BEGIN Extracted information

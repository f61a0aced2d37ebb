//! Foundational types: currencies, partners, accounts, journals,
//! statement lines, matching candidates and taxes.

pub mod account;
pub mod candidate;
pub mod currency;
pub mod journal;
pub mod partner;
pub mod statement;
pub mod tax;
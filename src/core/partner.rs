use crate::core::account::AccountId;
use serde::{Deserialize, Serialize};
use std::collections::HashMap;
use std::fmt;

/// Unique identifier for a partner (counterparty) on a transaction.
///
/// A partner can be a customer, a vendor, or both. Statement lines and
/// open ledger lines reference partners by id; the [`PartnerBook`]
/// resolves them to full records when the engine needs category tags
/// or receivable/payable accounts.
///
/// # Examples
///
/// ```
/// use reconcile_engine::core::partner::PartnerId;
///
/// let acme = PartnerId::new("ACME");
/// let globex = PartnerId::new("GLOBEX");
/// assert_ne!(acme, globex);
/// ```
#[derive(Debug, Clone, PartialEq, Eq, Hash, PartialOrd, Ord, Serialize, Deserialize)]
#[serde(transparent)]
pub struct PartnerId(String);

impl PartnerId {
    pub fn new(id: impl Into<String>) -> Self {
        Self(id.into())
    }

    pub fn as_str(&self) -> &str {
        &self.0
    }
}

impl fmt::Display for PartnerId {
    fn fmt(&self, f: &mut fmt::Formatter<'_>) -> fmt::Result {
        write!(f, "{}", self.0)
    }
}

impl From<&str> for PartnerId {
    fn from(s: &str) -> Self {
        Self::new(s)
    }
}

/// Identifier of a partner category tag (e.g. "WHOLESALE", "EU").
#[derive(Debug, Clone, PartialEq, Eq, Hash, PartialOrd, Ord, Serialize, Deserialize)]
#[serde(transparent)]
pub struct CategoryId(String);

impl CategoryId {
    pub fn new(id: impl Into<String>) -> Self {
        Self(id.into())
    }

    pub fn as_str(&self) -> &str {
        &self.0
    }
}

impl fmt::Display for CategoryId {
    fn fmt(&self, f: &mut fmt::Formatter<'_>) -> fmt::Result {
        write!(f, "{}", self.0)
    }
}

/// A counterparty record.
///
/// Carries the category tags used by rule criteria and the
/// receivable/payable accounts any open-balance line is attributed to.
#[derive(Debug, Clone, Serialize, Deserialize)]
pub struct Partner {
    pub id: PartnerId,
    pub name: String,
    #[serde(default)]
    pub categories: Vec<CategoryId>,
    pub receivable_account: AccountId,
    pub payable_account: AccountId,
}

impl Partner {
    pub fn new(
        id: PartnerId,
        name: impl Into<String>,
        receivable_account: AccountId,
        payable_account: AccountId,
    ) -> Self {
        Self {
            id,
            name: name.into(),
            categories: Vec::new(),
            receivable_account,
            payable_account,
        }
    }

    pub fn with_categories(mut self, categories: Vec<CategoryId>) -> Self {
        self.categories = categories;
        self
    }

    pub fn has_category(&self, category: &CategoryId) -> bool {
        self.categories.contains(category)
    }
}

/// Registry of known partners, keyed by id.
#[derive(Debug, Clone, Default, Serialize, Deserialize)]
pub struct PartnerBook {
    partners: HashMap<PartnerId, Partner>,
}

impl PartnerBook {
    pub fn new() -> Self {
        Self::default()
    }

    pub fn insert(&mut self, partner: Partner) {
        self.partners.insert(partner.id.clone(), partner);
    }

    pub fn get(&self, id: &PartnerId) -> Option<&Partner> {
        self.partners.get(id)
    }

    pub fn len(&self) -> usize {
        self.partners.len()
    }

    pub fn is_empty(&self) -> bool {
        self.partners.is_empty()
    }

    /// Whether the partner carries at least one of the given category tags.
    /// Unknown partners carry no tags.
    pub fn has_any_category(&self, id: &PartnerId, categories: &[CategoryId]) -> bool {
        self.get(id)
            .map(|p| categories.iter().any(|c| p.has_category(c)))
            .unwrap_or(false)
    }
}

impl FromIterator<Partner> for PartnerBook {
    fn from_iter<T: IntoIterator<Item = Partner>>(iter: T) -> Self {
        let mut book = Self::new();
        for partner in iter {
            book.insert(partner);
        }
        book
    }
}
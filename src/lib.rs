//! # reconcile-engine
//!
//! Rules-driven bank statement reconciliation engine.
//!
//! Given a batch of bank statement lines, a pool of open ledger lines
//! (invoices, bills, refunds) and an ordered set of reconciliation
//! rules, the engine proposes matches, generates write-off lines and
//! posts balanced journal entries for rules allowed to reconcile on
//! their own.
//!
//! ## Architecture
//!
//! - **core** — Foundational types: statement lines, candidates, journal
//!   entries, partners, currencies, taxes
//! - **rules** — Rule configuration and compiled line/candidate filters
//! - **matching** — The batch matcher, write-off generation and entry
//!   posting
//! - **simulation** — Random scenario generation for testing and
//!   benchmarking

pub mod core;
pub mod matching;
pub mod rules;
pub mod simulation;

/// Convenience re-exports for common usage.
pub mod prelude {
    pub use crate::core::account::AccountId;
    pub use crate::core::candidate::{CandidateLine, DocumentKind};
    pub use crate::core::currency::{CurrencyCode, CurrencyTable};
    pub use crate::core::journal::{JournalEntry, JournalId, JournalLine};
    pub use crate::core::partner::{Partner, PartnerBook, PartnerId};
    pub use crate::core::statement::StatementLine;
    pub use crate::matching::context::MatchContext;
    pub use crate::matching::matcher::{MatchOptions, MatchResult, MatchStatus, ReconcileEngine};
    pub use crate::rules::model::{ReconcileModel, RuleType};
}
use chrono::{DateTime, Duration, TimeZone, Utc};
use detection::graph_builder::{GraphBuilder, GraphError};
use sentinel_core::config::GraphConfig;
use sentinel_core::embedding::deterministic_embedding;
use sentinel_core::model::{
    AccountUpdate, BotLabel, BotScore, BurstKind, CommunityClass, EdgeType, Post,
};
use std::collections::{BTreeMap, BTreeSet};
use storage::community::PartitionError;
use storage::repo::Repository;
use storage::snapshot::CheckpointStore;
use tempfile::tempdir;
use tokio_util::sync::CancellationToken;

const BOT_TEXT: &str = "Bank XYZ liquidity crisis, withdraw your savings now!";

fn start() -> DateTime<Utc> {
    Utc.with_ymd_and_hms(2026, 5, 3, 14, 0, 0).unwrap()
}

fn post(id: &str, author: &str, seconds: i64, text: &str) -> Post {
    Post {
        id: id.to_string(),
        author_id: author.to_string(),
        text: text.to_string(),
        text_hash: text.to_lowercase(),
        created_at: start() + Duration::seconds(seconds),
        urls: BTreeSet::new(),
        hashtags: Vec::new(),
        embedding: Some(deterministic_embedding(text, "feature-hash-v1", 384)),
        reply_to: None,
        retweet_of: None,
        mentions: Vec::new(),
    }
}

fn store(repo: &Repository, posts: &[Post]) {
    for p in posts {
        repo.insert_post(
            p.clone(),
            &AccountUpdate {
                id: p.author_id.clone(),
                handle: Some(p.author_id.clone()),
                ..Default::default()
            },
        );
    }
}

fn score(repo: &Repository, account: &str, value: f64) {
    repo.put_bot_score(BotScore {
        account_id: account.to_string(),
        score: value,
        label: if value >= 0.7 {
            BotLabel::Bot
        } else {
            BotLabel::Organic
        },
        features: BTreeMap::new(),
    });
}

#[test]
fn test_near_identical_posts_in_same_minute_link_accounts() {
    let repo = Repository::new();
    let posts = vec![
        post("p1", "alice", 5, "Bank XYZ liquidity crisis, withdraw your savings now!"),
        post("p2", "bob", 40, "Bank XYZ liquidity crisis - withdraw your savings now"),
    ];
    store(&repo, &posts);

    let builder = GraphBuilder::new(&GraphConfig::default());
    let build = builder.build(&posts, &repo);
    let weight = build
        .graph
        .edge_weight("alice", "bob", EdgeType::SimilarText)
        .expect("similar text edge");
    assert!(weight >= 0.9, "weight {weight}");
    assert!(weight <= 1.0);
}

#[test]
fn test_similar_posts_far_apart_or_same_author_are_not_linked() {
    let repo = Repository::new();
    let posts = vec![
        post("p1", "alice", 0, BOT_TEXT),
        post("p2", "alice", 30, BOT_TEXT),
        post("p3", "bob", 3_600, BOT_TEXT),
    ];
    store(&repo, &posts);

    let build = GraphBuilder::new(&GraphConfig::default()).build(&posts, &repo);
    assert_eq!(build.graph.edge_count(), 0);
    assert_eq!(build.graph.node_count(), 2);
}

#[test]
fn test_interaction_edges_are_normalized_per_type() {
    let repo = Repository::new();
    let original = post("p1", "alice", 0, "Original reporting on the council vote");
    let mut rt1 = post("p2", "bob", 60, "RT council vote");
    rt1.retweet_of = Some("p1".into());
    let mut rt2 = post("p3", "bob", 120, "RT council vote again");
    rt2.retweet_of = Some("p1".into());
    let mut rt3 = post("p4", "carol", 180, "RT the council vote");
    rt3.retweet_of = Some("p1".into());
    let mut reply = post("p5", "carol", 240, "Which way did it go?");
    reply.reply_to = Some("p1".into());
    reply.mentions = vec!["bob".into()];

    let posts = vec![original, rt1, rt2, rt3, reply];
    store(&repo, &posts);

    let build = GraphBuilder::new(&GraphConfig::default()).build(&posts, &repo);
    let g = &build.graph;
    assert_eq!(g.edge_weight("alice", "bob", EdgeType::Retweet), Some(1.0));
    assert_eq!(g.edge_weight("alice", "carol", EdgeType::Retweet), Some(0.5));
    assert_eq!(g.edge_weight("carol", "alice", EdgeType::Reply), Some(1.0));
    assert_eq!(g.edge_weight("bob", "carol", EdgeType::Mention), Some(1.0));
}

#[test]
fn test_exact_and_semantic_bursts_are_reported() {
    let repo = Repository::new();
    let mut posts = vec![
        post("e1", "a1", 0, "Vote early, polls close at noon"),
        post("e2", "a2", 60, "Vote early, polls close at noon"),
        post("e3", "a3", 120, "Vote early, polls close at noon"),
    ];
    for (i, account) in ["b1", "b2", "b3", "b4"].iter().enumerate() {
        posts.push(post(
            &format!("s{i}"),
            account,
            30 + i as i64 * 20,
            &format!("{BOT_TEXT} #{}", i + 1),
        ));
    }
    store(&repo, &posts);

    let build = GraphBuilder::new(&GraphConfig::default()).build(&posts, &repo);
    let exact: Vec<_> = build
        .bursts
        .iter()
        .filter(|b| b.kind == BurstKind::ExactMatch)
        .collect();
    assert_eq!(exact.len(), 1);
    assert_eq!(exact[0].account_ids, vec!["a1", "a2", "a3"]);
    assert_eq!(exact[0].time_span_seconds, 120);

    let semantic: Vec<_> = build
        .bursts
        .iter()
        .filter(|b| b.kind == BurstKind::SemanticSimilarity)
        .collect();
    assert_eq!(semantic.len(), 1);
    assert_eq!(semantic[0].account_ids.len(), 4);
    assert!(semantic[0].avg_similarity >= 0.9);
}

fn two_camps(repo: &Repository) -> Vec<Post> {
    let mut posts = Vec::new();
    for (i, bot) in ["bot-a", "bot-b", "bot-c", "bot-d"].iter().enumerate() {
        posts.push(post(&format!("b{i}"), bot, i as i64 * 30, BOT_TEXT));
        score(repo, bot, 0.9);
    }
    let organic = [
        ("org-1", "org-2", "Lovely weather for the cricket final this weekend"),
        ("org-2", "org-3", "New bakery opened on the high street, great croissants"),
        ("org-3", "org-1", "Traffic on the ring road is terrible this morning"),
    ];
    for (i, (author, mentioned, text)) in organic.iter().enumerate() {
        let mut p = post(&format!("o{i}"), author, 300 + i as i64 * 30, text);
        p.mentions = vec![mentioned.to_string()];
        posts.push(p);
        score(repo, author, 0.1);
    }
    store(repo, &posts);
    posts
}

#[test]
fn test_communities_are_classified_from_bot_scores() {
    let repo = Repository::new();
    let posts = two_camps(&repo);
    let builder = GraphBuilder::new(&GraphConfig::default());
    let build = builder.build(&posts, &repo);
    let partition = builder.partition(&build.graph);
    let snapshot = builder.snapshot(build, &partition, &repo, start());

    assert_eq!(snapshot.communities.len(), 2);
    let bots = snapshot.community_of("bot-a").unwrap();
    assert_eq!(bots.classification, CommunityClass::Bot);
    assert_eq!(bots.member_account_ids.len(), 4);
    assert!(bots.cohesion() > 0.99);
    let organic = snapshot.community_of("org-1").unwrap();
    assert_eq!(organic.classification, CommunityClass::Organic);
    assert_eq!(snapshot.nodes.len(), 7);
    assert!(snapshot.modularity > 0.3);
}

#[test]
fn test_partition_is_reproducible() {
    let repo = Repository::new();
    let posts = two_camps(&repo);
    let builder = GraphBuilder::new(&GraphConfig::default());

    let mut reversed = posts.clone();
    reversed.reverse();
    let a = builder.partition(&builder.build(&posts, &repo).graph);
    let b = builder.partition(&builder.build(&reversed, &repo).graph);
    let c = builder.partition(&builder.build(&posts, &repo).graph);
    assert_eq!(a, b);
    assert_eq!(a, c);
}

#[tokio::test]
async fn test_cancelled_partition_reports_failure_then_recovers() {
    let dir = tempdir().unwrap();
    let checkpoints = CheckpointStore::new(dir.path());
    let repo = Repository::new();
    let posts = two_camps(&repo);
    let builder = GraphBuilder::new(&GraphConfig::default());
    let graph = builder.build(&posts, &repo).graph;

    let cancelled = CancellationToken::new();
    cancelled.cancel();
    let err = builder
        .partition_resumable(&graph, Some(&checkpoints), &cancelled)
        .await
        .unwrap_err();
    assert!(matches!(
        err,
        GraphError::Partition(PartitionError::Cancelled { level: 0 })
    ));

    let partition = builder
        .partition_resumable(&graph, Some(&checkpoints), &CancellationToken::new())
        .await
        .unwrap();
    assert_eq!(partition, builder.partition(&graph));
}
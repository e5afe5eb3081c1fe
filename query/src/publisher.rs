use arc_swap::ArcSwap;
use chrono::{DateTime, Utc};
use sentinel_core::model::GraphSnapshot;
use std::sync::{Arc, Mutex, PoisonError};
use tracing::info;

/// Holds the authoritative community graph. Readers take an owned `Arc`, so a
/// publish never tears a response that is already being built; the previous
/// snapshot lives until its last reader drops it.
pub struct SnapshotPublisher {
    current: ArcSwap<GraphSnapshot>,
    publishing: Mutex<()>,
}

impl SnapshotPublisher {
    pub fn new(initial: GraphSnapshot) -> Self {
        Self {
            current: ArcSwap::new(Arc::new(initial)),
            publishing: Mutex::new(()),
        }
    }

    /// Starts with an empty version-0 graph.
    pub fn empty(as_of: DateTime<Utc>) -> Self {
        Self::new(GraphSnapshot::empty(as_of))
    }

    pub fn load(&self) -> Arc<GraphSnapshot> {
        self.current.load_full()
    }

    pub fn version(&self) -> u64 {
        self.current.load().version
    }

    /// Swaps in `snapshot` under the next version number and returns it.
    pub fn publish(&self, mut snapshot: GraphSnapshot) -> u64 {
        let _guard = self
            .publishing
            .lock()
            .unwrap_or_else(PoisonError::into_inner);
        let version = self.current.load().version + 1;
        snapshot.version = version;
        let communities = snapshot.communities.len();
        let nodes = snapshot.nodes.len();
        self.current.store(Arc::new(snapshot));
        info!(version, nodes, communities, "graph snapshot published");
        version
    }
}
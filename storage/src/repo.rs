use dashmap::mapref::entry::Entry;
use dashmap::DashMap;
use chrono::{DateTime, Utc};
use sentinel_core::error::{ErrorKind, SentinelError};
use sentinel_core::model::{
    Account, AccountId, AccountUpdate, BotScore, MembershipError, NarrativeId, Post, PostId,
};
use thiserror::Error;

#[derive(Error, Debug, Clone, PartialEq, Eq)]
pub enum StoreError {
    #[error("{entity} {id} not found")]
    NotFound { entity: &'static str, id: String },
    #[error("narrative {narrative_id} changed concurrently")]
    Contention { narrative_id: NarrativeId },
    #[error("post {post_id} already belongs to narrative {narrative_id}")]
    AlreadyAssigned {
        post_id: PostId,
        narrative_id: NarrativeId,
    },
    #[error("membership rejected: {0}")]
    Membership(#[from] MembershipError),
}

impl StoreError {
    pub fn not_found(entity: &'static str, id: impl Into<String>) -> Self {
        StoreError::NotFound {
            entity,
            id: id.into(),
        }
    }
}

impl SentinelError for StoreError {
    fn error_kind(&self) -> ErrorKind {
        match self {
            StoreError::NotFound { .. } => ErrorKind::NotFound,
            StoreError::Contention { .. } => ErrorKind::ClusterContention,
            StoreError::AlreadyAssigned { .. } | StoreError::Membership(_) => {
                ErrorKind::InvalidArgument
            }
        }
    }
}

#[derive(Debug, Clone, Copy, PartialEq, Eq)]
pub enum InsertOutcome {
    Inserted,
    Duplicate,
}

/// In-memory store of posts, accounts and bot scores. Every map is sharded,
/// so writers touching different keys never contend.
pub struct Repository {
    posts: DashMap<PostId, Post>,
    accounts: DashMap<AccountId, Account>,
    handles: DashMap<String, AccountId>,
    author_posts: DashMap<AccountId, Vec<(DateTime<Utc>, PostId)>>,
    bot_scores: DashMap<AccountId, BotScore>,
}

impl Repository {
    pub fn new() -> Self {
        Self {
            posts: DashMap::new(),
            accounts: DashMap::new(),
            handles: DashMap::new(),
            author_posts: DashMap::new(),
            bot_scores: DashMap::new(),
        }
    }

    /// Stores a post once per id and folds the author's profile into the
    /// account table. A repeated id changes nothing.
    pub fn insert_post(&self, post: Post, author: &AccountUpdate) -> InsertOutcome {
        let author_id = post.author_id.clone();
        let post_id = post.id.clone();
        let created_at = post.created_at;

        match self.posts.entry(post_id.clone()) {
            Entry::Occupied(_) => return InsertOutcome::Duplicate,
            Entry::Vacant(slot) => {
                slot.insert(post);
            }
        }

        self.upsert_account(author);

        let mut timeline = self.author_posts.entry(author_id).or_default();
        let position = timeline
            .binary_search(&(created_at, post_id.clone()))
            .unwrap_or_else(|insert_at| insert_at);
        timeline.insert(position, (created_at, post_id));

        InsertOutcome::Inserted
    }

    pub fn upsert_account(&self, update: &AccountUpdate) {
        match self.accounts.entry(update.id.clone()) {
            Entry::Occupied(mut existing) => {
                let previous_handle = existing.get().handle.clone();
                existing.get_mut().apply(update);
                let handle = existing.get().handle.clone();
                drop(existing);
                if handle != previous_handle {
                    self.handles.remove(&previous_handle.to_lowercase());
                }
                self.register_handle(&handle, &update.id);
            }
            Entry::Vacant(slot) => {
                let account = Account::from_update(update);
                let handle = account.handle.clone();
                slot.insert(account);
                self.register_handle(&handle, &update.id);
            }
        }
    }

    fn register_handle(&self, handle: &str, account_id: &str) {
        if !handle.is_empty() {
            self.handles
                .insert(handle.to_lowercase(), account_id.to_string());
        }
    }

    /// Write-once; returns `Ok(false)` when the post already had one.
    pub fn attach_embedding(&self, post_id: &str, embedding: Vec<f32>) -> Result<bool, StoreError> {
        let mut post = self
            .posts
            .get_mut(post_id)
            .ok_or_else(|| StoreError::not_found("post", post_id))?;
        Ok(post.attach_embedding(embedding))
    }

    pub fn get_post(&self, post_id: &str) -> Option<Post> {
        self.posts.get(post_id).map(|post| post.clone())
    }

    pub fn get_account(&self, account_id: &str) -> Option<Account> {
        self.accounts.get(account_id).map(|account| account.clone())
    }

    pub fn resolve_handle(&self, handle: &str) -> Option<AccountId> {
        let key = handle.trim_start_matches('@').to_lowercase();
        self.handles.get(&key).map(|id| id.clone())
    }

    pub fn account_by_handle(&self, handle: &str) -> Option<Account> {
        self.resolve_handle(handle)
            .and_then(|id| self.get_account(&id))
    }

    pub fn author_of(&self, post_id: &str) -> Option<AccountId> {
        self.posts.get(post_id).map(|post| post.author_id.clone())
    }

    /// Newest `limit` posts by the account, oldest first.
    pub fn recent_posts_by(&self, account_id: &str, limit: usize) -> Vec<Post> {
        let ids: Vec<PostId> = match self.author_posts.get(account_id) {
            Some(timeline) => {
                let skip = timeline.len().saturating_sub(limit);
                timeline[skip..].iter().map(|(_, id)| id.clone()).collect()
            }
            None => return Vec::new(),
        };
        ids.iter().filter_map(|id| self.get_post(id)).collect()
    }

    /// Posts by the account, oldest first.
    pub fn post_times_by(&self, account_id: &str) -> Vec<DateTime<Utc>> {
        self.author_posts
            .get(account_id)
            .map(|timeline| timeline.iter().map(|(ts, _)| *ts).collect())
            .unwrap_or_default()
    }

    /// Posts with `from <= created_at <= to`, ordered by time then id.
    pub fn posts_between(&self, from: DateTime<Utc>, to: DateTime<Utc>) -> Vec<Post> {
        let mut posts: Vec<Post> = self
            .posts
            .iter()
            .filter(|post| post.created_at >= from && post.created_at <= to)
            .map(|post| post.clone())
            .collect();
        posts.sort_by(|a, b| (a.created_at, &a.id).cmp(&(b.created_at, &b.id)));
        posts
    }

    /// Stored posts still waiting for an embedding, ordered by time then id.
    pub fn unembedded_posts(&self) -> Vec<Post> {
        let mut posts: Vec<Post> = self
            .posts
            .iter()
            .filter(|post| post.embedding.is_none())
            .map(|post| post.clone())
            .collect();
        posts.sort_by(|a, b| (a.created_at, &a.id).cmp(&(b.created_at, &b.id)));
        posts
    }

    pub fn post_times(&self) -> Vec<DateTime<Utc>> {
        let mut times: Vec<DateTime<Utc>> = self.posts.iter().map(|post| post.created_at).collect();
        times.sort();
        times
    }

    pub fn accounts(&self) -> Vec<Account> {
        let mut accounts: Vec<Account> = self
            .accounts
            .iter()
            .map(|account| account.clone())
            .collect();
        accounts.sort_by(|a, b| a.id.cmp(&b.id));
        accounts
    }

    pub fn post_count(&self) -> usize {
        self.posts.len()
    }

    pub fn account_count(&self) -> usize {
        self.accounts.len()
    }

    pub fn put_bot_score(&self, score: BotScore) {
        self.bot_scores.insert(score.account_id.clone(), score);
    }

    pub fn bot_score(&self, account_id: &str) -> Option<BotScore> {
        self.bot_scores.get(account_id).map(|score| score.clone())
    }

    pub fn bot_scores(&self) -> Vec<BotScore> {
        let mut scores: Vec<BotScore> = self
            .bot_scores
            .iter()
            .map(|score| score.clone())
            .collect();
        scores.sort_by(|a, b| a.account_id.cmp(&b.account_id));
        scores
    }
}

impl Default for Repository {
    fn default() -> Self {
        Self::new()
    }
}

END Extracted information

Restate, word for word and with nothing added, the lines from the beginning of the records above through the line that contains "use std::fmt;".

repository f61a0aced2d37ebb
//! Foundational types: currencies, partners, accounts, journals,
//! statement lines, matching candidates and taxes.

pub mod account;
pub mod candidate;
pub mod currency;
pub mod journal;
pub mod partner;
pub mod statement;
pub mod tax;
filename src/core/partner.rs
use crate::core::account::AccountId;
use serde::{Deserialize, Serialize};
use std::collections::HashMap;
use std::fmt;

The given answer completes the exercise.